TEM bright field image of a MB2’s wall formed following 50% strain at 650 °C (arrowed). The dislocations form arrays of parallel dislocations

No “loosely knitted” dislocations structure in the MB2’s walls, such as reported by Leffers et al. [17], was observed.

It seems that dislocation cells and MB2 are two competitive dislocation patterns, and formation of MB2 is preferred when the mobility, provided by temperature, and opportunity for rearrangements of dislocations, provided by strain, are high. This is manifested in the increasing density of MB2 with higher strain and temperature. Recovery phenomena seems to eliminate the cellular structure, however, the formation of MB2 is less susceptible to temperature. The increase in the MB1 width with temperature [29] and our observation of the wider MB2 above 500 °C probably result from a recovery process.
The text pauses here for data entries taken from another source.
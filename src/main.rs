//! CLI entry point for the domain security auditor
//!
//! ```bash
//! # Audit a domain, human-readable output
//! mailaudit example.com
//!
//! # Machine-readable report
//! mailaudit example.com --json
//!
//! # Custom configuration and probe deadline
//! mailaudit example.com --config mailaudit.toml --timeout 10
//! ```

use clap::Parser;
use mailaudit_rs::config::Config;
use mailaudit_rs::{domain, evaluator, report, runner};
use std::path::PathBuf;
use tracing::info;
use tracing_subscriber::EnvFilter;

#[derive(Parser)]
#[command(name = "mailaudit")]
#[command(about = "Audit a domain's email security posture (DMARC, SPF, DKIM, SMTP)", long_about = None)]
struct Cli {
    /// Domain to audit (e.g. example.com)
    domain: String,

    /// Print the report as JSON instead of text
    #[arg(long)]
    json: bool,

    /// Path to a TOML configuration file
    #[arg(short, long)]
    config: Option<PathBuf>,

    /// Per-probe deadline in seconds (overrides the config file)
    #[arg(long)]
    timeout: Option<u64>,
}

#[tokio::main]
async fn main() -> anyhow::Result<()> {
    let cli = Cli::parse();

    let mut config = match &cli.config {
        Some(path) => Config::from_file(path)?,
        None => Config::default(),
    };
    if let Some(timeout) = cli.timeout {
        config.probe.timeout_secs = timeout;
    }

    // Default to the configured level; RUST_LOG still wins when set
    let filter = EnvFilter::try_from_default_env()
        .unwrap_or_else(|_| EnvFilter::new(config.logging.level.clone()));
    tracing_subscriber::fmt()
        .with_env_filter(filter)
        .with_writer(std::io::stderr)
        .init();

    let domain = domain::validate_domain(&cli.domain)?;

    info!("Auditing {}", domain);
    let findings = runner::run_probes(&domain, &config).await;
    let security_report = evaluator::evaluate(&domain, &findings);

    if cli.json {
        println!("{}", report::render_json(&security_report)?);
    } else {
        print!("{}", report::render_text(&security_report, &findings));
    }

    Ok(())
}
It is interesting to compare the detailed structure of DBs in copper with those formed in aluminum. To this end we examined [31] samples of aluminum compressed at room temperature (Fig. 9). In copper, DBs consisting of undulating dislocations were observed following medium strains (20%) at a relatively high homologous temperature (0.45 Tm) (Fig 3b). These patterns were similar to those observed in aluminum following room temperature deformation (0.3 Tm) to relatively low strains (Fig. 9a).

Fig. 9
figure 9

TEM bright field image of DBs in compressed pure polycrystalline aluminum [30]: (a) 10% strain at room temperature. The dislocations are wavy. (b) 30% strain at room temperature. The DB consists of an array of parallel dislocation. (c) 30% strain at room temperature. Same DB as in (b) at a different tilt angle revealing a second burgers vector

Higher strain (50%) at 0.45 Tm in copper produced sharp, ordered DBs (Fig. 4c) which were similar to those observed following medium strains (>15%) in aluminum deformed at room temperature. Figure 9b,c is an example of the same DB formed following 30% strain in aluminum in two different tilt angles. The DB consists of two arrays of parallel dislocations, similar to that observed in copper following 50% at 0.45 Tm. It appears that in order to achieve the same internal structure as was observed in aluminum there has to be interplay of strain and temperature. A higher homologous temperature (increasing the dislocation mobility) and a higher strain (giving opportunity for the dislocations to form ordered structures) are required to form the same internal structures in copper. Increasing the deformation temperature compensates for the higher melting temperature of copper, but due to the lower SFE of copper an additional increase in strain is required. Higher temperatures (above 0.5 Tm) cause recovery of the microstructure. This is manifested in the disappearance of the cellular structure.

Conclusions

The evolution of the microstructure with increasing strain at various temperatures was studied in pure polycrystalline copper following compression and a microstructural map was produced. It was shown that up to 500 °C the effect of temperature resembles the effect of strain. With increasing strain and temperature the cell structure becomes defined and the density of MB2 increases. The detailed structure of the DBs evolves from tangled dislocations into arrays of parallel dislocations with increasing strain and temperature. Interplay between strain and temperature enables the dislocations in copper to form a detailed structure of the DBs similar to the one formed in aluminum at room temperature deformation.

The detailed structure of MB2 was found to consist of arrays of parallel dislocations. At elevated temperatures (above 0.5 Tm) recrystallization, recovery and grain growth occurs and the microstructure consists solely of MB2. At these temperatures a second type of MB2 is formed, one order of magnitude wider that the one observed at the lower temperatures.